Quote in upper right of infographic reads “His Majesty’s troops have taken possession of it, and are also fortifying the strong post of Stoney-point, by which we are masters of King’s ferry, and oblige the rebels to make a detour of ninety miles across the mountains to communicate the country east of Hudson’s river.” It is followed by text "Sir George Collier, Commodore of the British Royal Navy, after the British captured King’s Ferry in July 1779. (The Americans retook the location four months later.)"

Five images on the infographic from left to right across the infographic:
An image of a historic map of a river labeled "Hudson's River" with ships sailing along the coast that includes two prominent land forms. The caption reads "King's Ferry has been highlighted on this 18th-century map of Stony Point Battlefield by British Lt. William Marshall, 63rd regiment of Foot. Hstirocal Society of Pennsylvania."

An image of a historic map of two land forms one labeled "King's Ferry" seperated by a river labeled "Hudson's River". The caption reads "Detail from Plan of Attacks on the Forts Clinton and Montgomery upon Hudsons River showing King's Ferry, published by Wiliam Faden, Long 1784. New York State Library."

A map in the shape of a octagonal star with each point indicating a cardinal direction. The map is entitled "Path Map" and depicts visitor facilities and opportunities on a pennisula surrounded by the Hudson River and Haverstraw Bay. Upon crossing a Bridge in the northwest corner of the map, the road into the park immediately crosses over a railroad line. The road proceeds southeast into the park with an option to turn right to reach a parking lot. A walking path provides the option to proceed left or northeast towards a museum and the King's Ferry Overlook, or to proceed right or southeast to a comfort station and walking loop that includes a lighthouse and picnic pavilion. The King's Ferry Overlook has a marker reading "You Are Here". Numbers along the trail likely indicate points of interest that are not listed on this infographic.

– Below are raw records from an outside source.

//! In-memory [`MetaService`] seeded from a JSON cluster fixture.
//!
//! Leadership lives in an `ArcSwap` so every guard check reads the current
//! value without locking. Cluster state sits behind a `parking_lot::RwLock`
//! that is never held across an `.await`.

use std::collections::BTreeMap;
use std::path::Path;
use std::sync::Arc;

use anyhow::Context;
use arc_swap::ArcSwap;
use async_trait::async_trait;
use meta_admin_core::{
    AppInfo, AppSnapshot, BackupPolicyStatus, BulkLoadStartCommand, BulkLoadState,
    BulkLoadStatus, ClusterInfo, DuplicationEntry, DuplicationStatus, NodeInfo,
    PartitionBulkLoadState, PartitionConfiguration,
};
use parking_lot::RwLock;
use serde::{Deserialize, Serialize};
use tracing::info;

use crate::service::operation::MetaError;
use crate::traits::{Leadership, MetaService};

// ---------------------------------------------------------------------------
// Fixture
// ---------------------------------------------------------------------------

/// One app as described in a fixture file.
#[derive(Debug, Clone, Serialize, Deserialize)]
pub struct AppFixture {
    #[serde(flatten)]
    pub info: AppInfo,
    #[serde(default)]
    pub partitions: Vec<PartitionConfiguration>,
    #[serde(default)]
    pub duplications: Vec<DuplicationEntry>,
    #[serde(default)]
    pub bulk_load: Option<BulkLoadStatus>,
}

/// Initial cluster state of an [`InMemoryMetaService`].
#[derive(Debug, Clone, Serialize, Deserialize)]
#[serde(default)]
pub struct ClusterFixture {
    pub apps: Vec<AppFixture>,
    pub nodes: Vec<NodeInfo>,
    pub cluster: ClusterInfo,
    pub backup_policies: Vec<BackupPolicyStatus>,
    pub duplication_enabled: bool,
    pub cold_backup_enabled: bool,
}

impl Default for ClusterFixture {
    fn default() -> Self {
        Self {
            apps: Vec::new(),
            nodes: Vec::new(),
            cluster: ClusterInfo::default(),
            backup_policies: Vec::new(),
            duplication_enabled: true,
            cold_backup_enabled: true,
        }
    }
}

// ---------------------------------------------------------------------------
// InMemoryMetaService
// ---------------------------------------------------------------------------

struct ClusterModel {
    /// Keyed by app name.
    apps: BTreeMap<String, AppFixture>,
    nodes: Vec<NodeInfo>,
    cluster: ClusterInfo,
    backup_policies: Vec<BackupPolicyStatus>,
    duplication_enabled: bool,
    cold_backup_enabled: bool,
}

impl From<ClusterFixture> for ClusterModel {
    fn from(fixture: ClusterFixture) -> Self {
        Self {
            apps: fixture
                .apps
                .into_iter()
                .map(|app| (app.info.app_name.clone(), app))
                .collect(),
            nodes: fixture.nodes,
            cluster: fixture.cluster,
            backup_policies: fixture.backup_policies,
            duplication_enabled: fixture.duplication_enabled,
            cold_backup_enabled: fixture.cold_backup_enabled,
        }
    }
}

/// Metadata service whose whole state is held in process memory.
///
/// Starts as a follower with no known primary; call [`become_leader`] or
/// [`follow`] to change that.
///
/// [`become_leader`]: InMemoryMetaService::become_leader
/// [`follow`]: InMemoryMetaService::follow
pub struct InMemoryMetaService {
    local_address: String,
    leadership: ArcSwap<Leadership>,
    model: RwLock<ClusterModel>,
}

impl InMemoryMetaService {
    /// Creates an empty cluster served from `local_address`.
    #[must_use]
    pub fn new(local_address: impl Into<String>) -> Self {
        Self::from_fixture(local_address, ClusterFixture::default())
    }

    #[must_use]
    pub fn from_fixture(local_address: impl Into<String>, fixture: ClusterFixture) -> Self {
        Self {
            local_address: local_address.into(),
            leadership: ArcSwap::new(Arc::new(Leadership::follower(None))),
            model: RwLock::new(ClusterModel::from(fixture)),
        }
    }

    /// Reads a JSON [`ClusterFixture`] from `path`.
    ///
    /// # Errors
    ///
    /// Returns an error if the file cannot be read or is not a valid fixture.
    pub fn load_fixture(local_address: impl Into<String>, path: &Path) -> anyhow::Result<Self> {
        let raw = std::fs::read_to_string(path)
            .with_context(|| format!("failed to read fixture {}", path.display()))?;
        let fixture: ClusterFixture = serde_json::from_str(&raw)
            .with_context(|| format!("failed to parse fixture {}", path.display()))?;
        info!(
            path = %path.display(),
            apps = fixture.apps.len(),
            nodes = fixture.nodes.len(),
            "loaded cluster fixture"
        );
        Ok(Self::from_fixture(local_address, fixture))
    }

    #[must_use]
    pub fn local_address(&self) -> &str {
        &self.local_address
    }

    pub fn set_leadership(&self, leadership: Leadership) {
        self.leadership.store(Arc::new(leadership));
    }

    /// Marks this node as the elected primary.
    pub fn become_leader(&self) {
        self.set_leadership(Leadership::leader(self.local_address.clone()));
    }

    /// Marks this node as a follower of `leader`.
    pub fn follow(&self, leader: impl Into<String>) {
        self.set_leadership(Leadership::follower(Some(leader.into())));
    }

    fn ensure_leader(&self) -> Result<(), MetaError> {
        if self.leadership.load().is_leader {
            Ok(())
        } else {
            Err(MetaError::LeadershipLost)
        }
    }
}

fn find_app<'a>(model: &'a ClusterModel, app_name: &str) -> Result<&'a AppFixture, MetaError> {
    model
        .apps
        .get(app_name)
        .ok_or_else(|| MetaError::AppNotFound(app_name.to_string()))
}

/// Looks up an app that must accept commands.
fn find_available_app_mut<'a>(
    model: &'a mut ClusterModel,
    app_name: &str,
) -> Result<&'a mut AppFixture, MetaError> {
    let app = model
        .apps
        .get_mut(app_name)
        .ok_or_else(|| MetaError::AppNotFound(app_name.to_string()))?;
    if !app.info.status.is_available() {
        return Err(MetaError::AppUnavailable {
            app_name: app_name.to_string(),
            status: app.info.status,
        });
    }
    Ok(app)
}

fn snapshot(app: &AppFixture) -> AppSnapshot {
    AppSnapshot {
        info: app.info.clone(),
        partitions: app.partitions.clone(),
    }
}

#[async_trait]
impl MetaService for InMemoryMetaService {
    fn is_current_leader(&self) -> bool {
        self.leadership.load().is_leader
    }

    fn current_leader_address(&self) -> Option<String> {
        self.leadership.load().leader_address.clone()
    }

    fn leadership(&self) -> Leadership {
        Leadership::clone(&self.leadership.load())
    }

    async fn get_app_info(&self, app_name: &str) -> Result<AppSnapshot, MetaError> {
        let model = self.model.read();
        find_app(&model, app_name).map(snapshot)
    }

    async fn list_apps(&self) -> Result<Vec<AppSnapshot>, MetaError> {
        let model = self.model.read();
        let mut apps: Vec<AppSnapshot> = model.apps.values().map(snapshot).collect();
        apps.sort_by_key(|app| app.info.app_id);
        Ok(apps)
    }

    async fn list_nodes(&self) -> Result<Vec<NodeInfo>, MetaError> {
        Ok(self.model.read().nodes.clone())
    }

    async fn get_cluster_info(&self) -> Result<ClusterInfo, MetaError> {
        let mut cluster = self.model.read().cluster.clone();
        cluster.primary_meta_server = self.current_leader_address().unwrap_or_default();
        Ok(cluster)
    }

    async fn get_app_envs(&self, app_name: &str) -> Result<BTreeMap<String, String>, MetaError> {
        let model = self.model.read();
        find_app(&model, app_name).map(|app| app.info.envs.clone())
    }

    async fn set_app_envs(
        &self,
        app_name: &str,
        envs: BTreeMap<String, String>,
    ) -> Result<(), MetaError> {
        self.ensure_leader()?;
        let mut model = self.model.write();
        let app = find_available_app_mut(&mut model, app_name)?;
        let keys: Vec<&String> = envs.keys().collect();
        info!(app = app_name, keys = ?keys, "updating app envs");
        app.info.envs.extend(envs);
        Ok(())
    }

    async fn get_backup_policy_status(
        &self,
        names: &[String],
    ) -> Result<Vec<BackupPolicyStatus>, MetaError> {
        let model = self.model.read();
        if !model.cold_backup_enabled {
            return Err(MetaError::OperationDisabled("cold backup"));
        }
        if names.is_empty() {
            return Ok(model.backup_policies.clone());
        }
        if let Some(missing) = names
            .iter()
            .find(|name| !model.backup_policies.iter().any(|p| &p.policy_name == *name))
        {
            return Err(MetaError::PolicyNotFound(missing.clone()));
        }
        Ok(model
            .backup_policies
            .iter()
            .filter(|policy| names.contains(&policy.policy_name))
            .cloned()
            .collect())
    }

    async fn get_duplication_status(
        &self,
        app_name: &str,
    ) -> Result<DuplicationStatus, MetaError> {
        let model = self.model.read();
        if !model.duplication_enabled {
            return Err(MetaError::OperationDisabled("duplication"));
        }
        let app = find_app(&model, app_name)?;
        Ok(DuplicationStatus {
            app_id: app.info.app_id,
            app_name: app.info.app_name.clone(),
            duplications: app.duplications.clone(),
        })
    }

    async fn start_bulk_load(&self, command: BulkLoadStartCommand) -> Result<(), MetaError> {
        self.ensure_leader()?;
        let mut model = self.model.write();
        let app = find_available_app_mut(&mut model, &command.app_name)?;
        if app
            .bulk_load
            .as_ref()
            .is_some_and(|status| status.app_status.is_active())
        {
            return Err(MetaError::BulkLoadAlreadyRunning(command.app_name));
        }
        let partitions = (0..app.info.partition_count)
            .map(|partition_index| PartitionBulkLoadState {
                partition_index,
                status: BulkLoadState::Downloading,
                download_progress: 0,
            })
            .collect();
        info!(
            app = %command.app_name,
            cluster = %command.cluster_name,
            provider = %command.file_provider_type,
            "bulk load admitted"
        );
        app.bulk_load = Some(BulkLoadStatus {
            app_name: command.app_name,
            app_status: BulkLoadState::Downloading,
            cluster_name: command.cluster_name,
            file_provider_type: command.file_provider_type,
            remote_root_path: command.remote_root_path,
            partitions,
        });
        Ok(())
    }

    async fn get_bulk_load_status(&self, app_name: &str) -> Result<BulkLoadStatus, MetaError> {
        let model = self.model.read();
        find_app(&model, app_name)?
            .bulk_load
            .clone()
            .ok_or_else(|| MetaError::NoActiveBulkLoad(app_name.to_string()))
    }
}

// ---------------------------------------------------------------------------
// Tests
// ---------------------------------------------------------------------------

A portait of British Major John Andre captioned the same.

A portrait of American General Benedict Arnold captioned the same.

The bottom left of the infographic prominently reads "Stony Point".


The infographic has a black banner on the top with text reading "Washington Rochambeau Revolutionary Route National Historic Trail" and "National Park Service U.S. Department of the Interior" along with the trail's logo and National Park Service's logo.

Information below the interpretive panel reads "36 x 24 inches, 40% of actual size, October 2013, Stony Point Kings Ferry, Wayside Exhibit, 020A".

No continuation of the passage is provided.